(WHAT NEEDS TO BE DONE): Read each line of the material and note whether it contains "yellow". Give the number of such lines and nothing else.

(RECORDS SUPPLIED):
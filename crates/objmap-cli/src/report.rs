use console::style;
use objmap_core::{Diagnostic, Severity};
use std::path::Path;

/// Prints every diagnostic to stderr, followed by a summary line.
pub(crate) fn diagnostics(input: &Path, diagnostics: &[Diagnostic]) {
    for diagnostic in diagnostics {
        eprintln!("{}", render(input, diagnostic));
    }

    let errors = diagnostics.iter().filter(|d| d.is_error()).count();
    let warnings = diagnostics
        .iter()
        .filter(|d| d.severity() == Severity::Warning)
        .count();

    if errors > 0 {
        eprintln!(
            "{}",
            style(format!("{errors} error(s), {warnings} warning(s)")).red().bold()
        );
    } else if warnings > 0 {
        eprintln!("{}", style(format!("{warnings} warning(s)")).yellow().bold());
    }
}

/// One diagnostic with a `-->` line per request site.
pub(crate) fn render(input: &Path, diagnostic: &Diagnostic) -> String {
    let header = format!("{}[{}]", diagnostic.severity(), diagnostic.code.id());
    let header = match diagnostic.severity() {
        Severity::Error => style(header).red().bold(),
        Severity::Warning => style(header).yellow().bold(),
        Severity::Info => style(header).cyan(),
    };

    let mut out = format!("{}: {}", header, diagnostic.message());
    for site in &diagnostic.sites {
        let location = match &site.file {
            Some(_) => site.to_string(),
            None => format!("{}:{}", input.display(), site),
        };
        out.push_str(&format!("\n  {} {}", style("-->").blue().bold(), location));
    }
    out
}

/// Formats parse errors as `path:line:column: message`.
pub(crate) fn syntax_error(input: &Path, err: syn::Error) -> anyhow::Error {
    let messages: Vec<String> = err
        .into_iter()
        .map(|err| {
            let start = err.span().start();
            format!("{}:{}:{}: {}", input.display(), start.line, start.column + 1, err)
        })
        .collect();
    anyhow::anyhow!(messages.join("\n"))
}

(REPLY TO THE EXERCISE): 2